We explore the adsorption of thiophene (C4H4S) on Pt(100), Au(100), Pd(100), and Rh(100) surfaces using density functional theory with and without self-consistent van der Waals interactions (vdWs). The six functionals we use are PBE, optB86b-vdW, optB88-vdW, optPBE-vdW, revPBE-vdW, and rPW86-vdW2. We examine a variety of adsorption sites with the molecule's plane both parallel and perpendicular to the surface. In the case of parallel adsorption the highest binding energy occurs when the molecule is centered over a hollow site with the sulfur atom near an atop site. The highest adsorption energy for perpendicular configurations is achieved when the sulfur atom lies over a bridge site and the carbon atoms near hollow sites. We find that for thiophene on the coinage metals the vdW functionals predict higher adsorption energies than those predicted by the PBE functional.
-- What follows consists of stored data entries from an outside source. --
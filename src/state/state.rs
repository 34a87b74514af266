use std::collections::HashMap;
use std::sync::{Arc, RwLock};

use crate::action::{Action, ActionType};
use crate::error::{StateError, StateResult};
use crate::observer::ObservableStore;
use crate::store::{ChangeState, Store, StoreOptions};
use crate::value::Value;

#[derive(Default)]
struct StateInner {
    stores: Vec<Store>,
    observers: Vec<ObservableStore>,
    // Handlers registered before their store exists, keyed by store name.
    // Applied and forgotten the moment the store appears.
    unbound: HashMap<String, Vec<Action>>,
}

/// The registry tying stores, observers and pre-registered handlers
/// together.
///
/// `State` is a cheap handle: clones share the registry. A process-wide
/// default instance lives in the [`singleton`](crate::singleton) module;
/// everything here also works against an explicitly constructed `State`,
/// which is what tests do.
///
/// # Examples
///
/// ```
/// use canister::{State, StoreOptions, Value};
///
/// let state = State::new();
/// let store = state.create_store(StoreOptions::new("employees")).unwrap();
/// store.set_data(Value::array([]));
/// assert!(state.find_store("employees").is_some());
/// ```
#[derive(Clone, Default)]
pub struct State {
    inner: Arc<RwLock<StateInner>>,
}

impl State {
    pub fn new() -> Self {
        Self::default()
    }

    /// Create a store and register it under its name.
    ///
    /// Any handlers registered for the name before the store existed are
    /// bound to it now.
    ///
    /// # Errors
    ///
    /// [`StateError::DuplicateStore`] if the name is already registered.
    pub fn create_store(&self, options: StoreOptions) -> StateResult<Store> {
        if self.find_store(options.name()).is_some() {
            return Err(StateError::DuplicateStore(options.name().to_string()));
        }
        let store = Store::new(options);
        self.add_store(store.clone());
        Ok(store)
    }

    /// Register an externally built store, binding any handlers that were
    /// waiting for its name. A same-named store already present is
    /// replaced.
    pub fn add_store(&self, store: Store) {
        let mut inner = self.inner.write().unwrap();
        if let Some(waiting) = inner.unbound.remove(store.name()) {
            for action in waiting {
                store.bind(action);
            }
        }
        let name = store.name().to_string();
        inner.stores.retain(|existing| existing.name() != name);
        inner.stores.push(store);
    }

    pub fn find_store(&self, name: &str) -> Option<Store> {
        self.inner
            .read()
            .unwrap()
            .stores
            .iter()
            .find(|store| store.name() == name)
            .cloned()
    }

    /// Remove the named store and any unbound handlers recorded for it.
    /// Returns true when the store existed.
    pub fn remove_store(&self, name: &str) -> bool {
        let mut inner = self.inner.write().unwrap();
        inner.unbound.remove(name);
        let before = inner.stores.len();
        inner.stores.retain(|store| store.name() != name);
        inner.stores.len() != before
    }

    /// Drop every store and its pending handlers.
    pub fn clear_stores(&self) -> bool {
        let mut inner = self.inner.write().unwrap();
        inner.stores.clear();
        inner.unbound.clear();
        true
    }

    /// Register a listener on the named store, now or when it appears.
    pub fn add_listener<F>(&self, store: &str, name: impl Into<String>, callback: F) -> bool
    where
        F: Fn(&ChangeState) + Send + Sync + 'static,
    {
        self.register(store, Action::listener(name, callback))
    }

    /// Register an action on the named store, now or when it appears.
    pub fn add_action<F, Fut>(&self, store: &str, name: impl Into<String>, callback: F) -> bool
    where
        F: Fn(Vec<Value>) -> Fut + Send + Sync + 'static,
        Fut: std::future::Future<Output = StateResult<Value>> + Send + 'static,
    {
        self.register(store, Action::new(name, ActionType::Action, callback))
    }

    /// Register a loader on the named store, now or when it appears.
    pub fn add_loader<F, Fut>(&self, store: &str, name: impl Into<String>, callback: F) -> bool
    where
        F: Fn(Vec<Value>) -> Fut + Send + Sync + 'static,
        Fut: std::future::Future<Output = StateResult<Value>> + Send + 'static,
    {
        self.register(store, Action::new(name, ActionType::Loader, callback))
    }

    /// Register a transformer on the named store, now or when it appears.
    pub fn add_transformer<F, Fut>(&self, store: &str, name: impl Into<String>, callback: F) -> bool
    where
        F: Fn(Vec<Value>) -> Fut + Send + Sync + 'static,
        Fut: std::future::Future<Output = StateResult<Value>> + Send + 'static,
    {
        self.register(store, Action::new(name, ActionType::Transformer, callback))
    }

    /// Bind to the store when present, otherwise record the handler as
    /// unbound for the store's name. Unbound entries upsert by name and
    /// kind, matching the store-side registries.
    fn register(&self, store_name: &str, action: Action) -> bool {
        if let Some(store) = self.find_store(store_name) {
            return store.bind(action);
        }
        let mut inner = self.inner.write().unwrap();
        let waiting = inner.unbound.entry(store_name.to_string()).or_default();
        waiting.retain(|existing| {
            existing.name() != action.name() || existing.action_type() != action.action_type()
        });
        waiting.push(action);
        true
    }

    /// Register an observer. A same-named observer already present is
    /// replaced.
    pub fn add_state_observer(&self, observer: ObservableStore) {
        let mut inner = self.inner.write().unwrap();
        let name = observer.name().to_string();
        inner.observers.retain(|existing| existing.name() != name);
        inner.observers.push(observer);
    }

    pub fn find_state_observer(&self, name: &str) -> Option<ObservableStore> {
        self.inner
            .read()
            .unwrap()
            .observers
            .iter()
            .find(|observer| observer.name() == name)
            .cloned()
    }

    /// Remove the named observer. Returns true when it existed.
    pub fn remove_state_observer(&self, name: &str) -> bool {
        let mut inner = self.inner.write().unwrap();
        let before = inner.observers.len();
        inner.observers.retain(|observer| observer.name() != name);
        inner.observers.len() != before
    }

    /// Drop every observer.
    pub fn clear_observers(&self) -> bool {
        self.inner.write().unwrap().observers.clear();
        true
    }

    /// Drop everything: stores, observers and pending handlers.
    pub fn clear(&self) -> bool {
        self.clear_stores() && self.clear_observers()
    }
}

impl std::fmt::Debug for State {
    fn fmt(&self, f: &mut std::fmt::Formatter<'_>) -> std::fmt::Result {
        let inner = self.inner.read().unwrap();
        f.debug_struct("State")
            .field("stores", &inner.stores.len())
            .field("observers", &inner.observers.len())
            .field("unbound", &inner.unbound.len())
            .finish()
    }
}
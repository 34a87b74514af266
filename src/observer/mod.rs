//! The mutation-observation engine.
//!
//! An observable store wraps a caller-supplied value graph behind typed
//! mutator methods, so direct field mutation is indistinguishable, from a
//! listener's point of view, from an explicit `set_data` call on a plain
//! store. Scalar fields are redirected to shadow keys at construction
//! time; every write routed through the store compares, snapshots,
//! notifies and accepts in one atomic step.

pub mod bindings;
pub mod observer;

pub(crate) use observer::strip_injected_keys;
pub use bindings::Bindings;
pub use observer::{observed_path, ObservableStore, INJECT_PREFIX};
On the other hand, for thiophene on the reactive transition metal substrates only optB86b-vdW, optB88-vdW, and optPBE-vdW result in an enhancement in the adsorption energy over the PBE value. We also explore some of the electronic properties of the system including charge transfer and change in the work function. Our results indicate that adsorption characteristics depends heavily on the functional used and geometry.